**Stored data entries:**
==============================

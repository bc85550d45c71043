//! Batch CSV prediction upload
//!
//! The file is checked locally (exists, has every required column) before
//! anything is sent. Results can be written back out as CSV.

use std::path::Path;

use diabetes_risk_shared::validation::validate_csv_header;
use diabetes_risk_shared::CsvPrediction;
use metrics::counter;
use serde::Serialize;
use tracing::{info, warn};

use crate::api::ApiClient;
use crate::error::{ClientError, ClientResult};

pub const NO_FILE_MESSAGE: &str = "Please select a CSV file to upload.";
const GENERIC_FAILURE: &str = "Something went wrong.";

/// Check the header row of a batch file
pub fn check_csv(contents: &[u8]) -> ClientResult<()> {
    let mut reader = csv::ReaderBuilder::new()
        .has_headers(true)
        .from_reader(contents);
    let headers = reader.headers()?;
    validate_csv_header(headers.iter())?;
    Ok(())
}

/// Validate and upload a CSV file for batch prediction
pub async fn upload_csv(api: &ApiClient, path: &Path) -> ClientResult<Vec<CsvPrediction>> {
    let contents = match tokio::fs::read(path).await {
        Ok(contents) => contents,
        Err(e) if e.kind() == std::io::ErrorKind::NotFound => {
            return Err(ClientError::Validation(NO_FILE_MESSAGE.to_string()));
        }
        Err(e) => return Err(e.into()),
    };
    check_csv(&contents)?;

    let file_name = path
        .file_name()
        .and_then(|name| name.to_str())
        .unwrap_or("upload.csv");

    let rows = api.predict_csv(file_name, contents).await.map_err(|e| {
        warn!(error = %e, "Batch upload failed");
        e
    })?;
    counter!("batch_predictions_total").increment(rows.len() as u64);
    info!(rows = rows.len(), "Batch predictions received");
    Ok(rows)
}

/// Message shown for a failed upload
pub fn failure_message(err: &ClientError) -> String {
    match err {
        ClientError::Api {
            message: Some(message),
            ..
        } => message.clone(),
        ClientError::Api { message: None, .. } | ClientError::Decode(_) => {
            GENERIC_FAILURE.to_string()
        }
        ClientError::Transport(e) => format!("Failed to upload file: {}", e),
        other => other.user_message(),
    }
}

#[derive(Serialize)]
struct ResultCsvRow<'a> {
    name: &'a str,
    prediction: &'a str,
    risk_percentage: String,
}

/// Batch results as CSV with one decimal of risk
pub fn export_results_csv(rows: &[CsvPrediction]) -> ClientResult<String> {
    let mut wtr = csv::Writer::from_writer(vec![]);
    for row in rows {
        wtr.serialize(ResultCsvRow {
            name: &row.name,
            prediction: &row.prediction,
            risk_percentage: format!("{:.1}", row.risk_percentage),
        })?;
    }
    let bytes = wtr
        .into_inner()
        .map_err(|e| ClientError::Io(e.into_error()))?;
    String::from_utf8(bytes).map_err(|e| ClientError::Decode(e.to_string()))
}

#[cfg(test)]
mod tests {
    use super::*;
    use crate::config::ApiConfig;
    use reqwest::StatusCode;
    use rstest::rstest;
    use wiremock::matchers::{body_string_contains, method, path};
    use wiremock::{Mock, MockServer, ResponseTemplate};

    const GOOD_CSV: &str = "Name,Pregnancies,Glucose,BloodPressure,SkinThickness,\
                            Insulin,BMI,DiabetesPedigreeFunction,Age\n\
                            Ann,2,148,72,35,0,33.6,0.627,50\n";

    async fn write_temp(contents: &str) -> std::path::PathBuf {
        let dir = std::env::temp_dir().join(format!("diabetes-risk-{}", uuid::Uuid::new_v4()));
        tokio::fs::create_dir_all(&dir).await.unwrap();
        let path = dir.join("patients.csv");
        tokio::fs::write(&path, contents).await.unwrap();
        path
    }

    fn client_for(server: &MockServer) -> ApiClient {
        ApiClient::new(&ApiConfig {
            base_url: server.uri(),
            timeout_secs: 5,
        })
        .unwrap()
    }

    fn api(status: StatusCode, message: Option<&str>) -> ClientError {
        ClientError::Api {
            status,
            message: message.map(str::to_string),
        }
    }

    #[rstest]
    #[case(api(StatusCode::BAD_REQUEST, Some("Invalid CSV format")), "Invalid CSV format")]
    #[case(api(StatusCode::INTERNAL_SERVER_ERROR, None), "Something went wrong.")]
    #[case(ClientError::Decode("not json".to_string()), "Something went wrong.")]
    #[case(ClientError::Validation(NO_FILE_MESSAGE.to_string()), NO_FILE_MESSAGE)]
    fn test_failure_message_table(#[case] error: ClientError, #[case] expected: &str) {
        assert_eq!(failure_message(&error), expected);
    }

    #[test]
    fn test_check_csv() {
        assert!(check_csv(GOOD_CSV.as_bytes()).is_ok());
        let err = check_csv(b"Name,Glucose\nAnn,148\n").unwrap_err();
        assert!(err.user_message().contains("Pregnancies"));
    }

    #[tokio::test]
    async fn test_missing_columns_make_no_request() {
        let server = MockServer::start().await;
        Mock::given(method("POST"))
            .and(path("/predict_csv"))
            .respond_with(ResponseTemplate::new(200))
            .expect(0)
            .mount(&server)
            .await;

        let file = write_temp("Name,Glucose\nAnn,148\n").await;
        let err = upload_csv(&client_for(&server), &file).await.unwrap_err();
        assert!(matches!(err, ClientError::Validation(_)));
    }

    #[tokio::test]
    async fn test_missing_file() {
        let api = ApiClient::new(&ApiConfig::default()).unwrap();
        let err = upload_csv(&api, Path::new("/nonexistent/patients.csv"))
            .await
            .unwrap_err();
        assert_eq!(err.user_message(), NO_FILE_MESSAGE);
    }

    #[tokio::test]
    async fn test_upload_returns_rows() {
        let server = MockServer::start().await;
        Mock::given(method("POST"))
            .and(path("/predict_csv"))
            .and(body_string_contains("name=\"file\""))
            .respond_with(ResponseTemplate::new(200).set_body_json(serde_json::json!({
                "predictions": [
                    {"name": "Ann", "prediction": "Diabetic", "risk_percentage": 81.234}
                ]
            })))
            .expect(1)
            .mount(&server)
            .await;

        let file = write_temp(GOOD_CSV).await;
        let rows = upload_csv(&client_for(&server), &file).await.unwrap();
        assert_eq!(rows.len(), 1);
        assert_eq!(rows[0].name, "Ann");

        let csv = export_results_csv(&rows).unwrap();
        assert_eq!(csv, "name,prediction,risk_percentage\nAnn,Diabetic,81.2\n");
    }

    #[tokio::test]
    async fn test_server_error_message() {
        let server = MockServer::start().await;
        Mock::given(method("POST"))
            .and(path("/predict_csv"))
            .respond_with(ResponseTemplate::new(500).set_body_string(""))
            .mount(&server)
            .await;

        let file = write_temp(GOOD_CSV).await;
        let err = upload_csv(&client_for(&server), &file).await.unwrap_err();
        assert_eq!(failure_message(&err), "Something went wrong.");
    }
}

==============================

**Task item:** All lines above with "ApiConfig" in them should be returned.

**Result for this task:**
    use crate::config::ApiConfig;
        ApiClient::new(&ApiConfig {
        let api = ApiClient::new(&ApiConfig::default()).unwrap();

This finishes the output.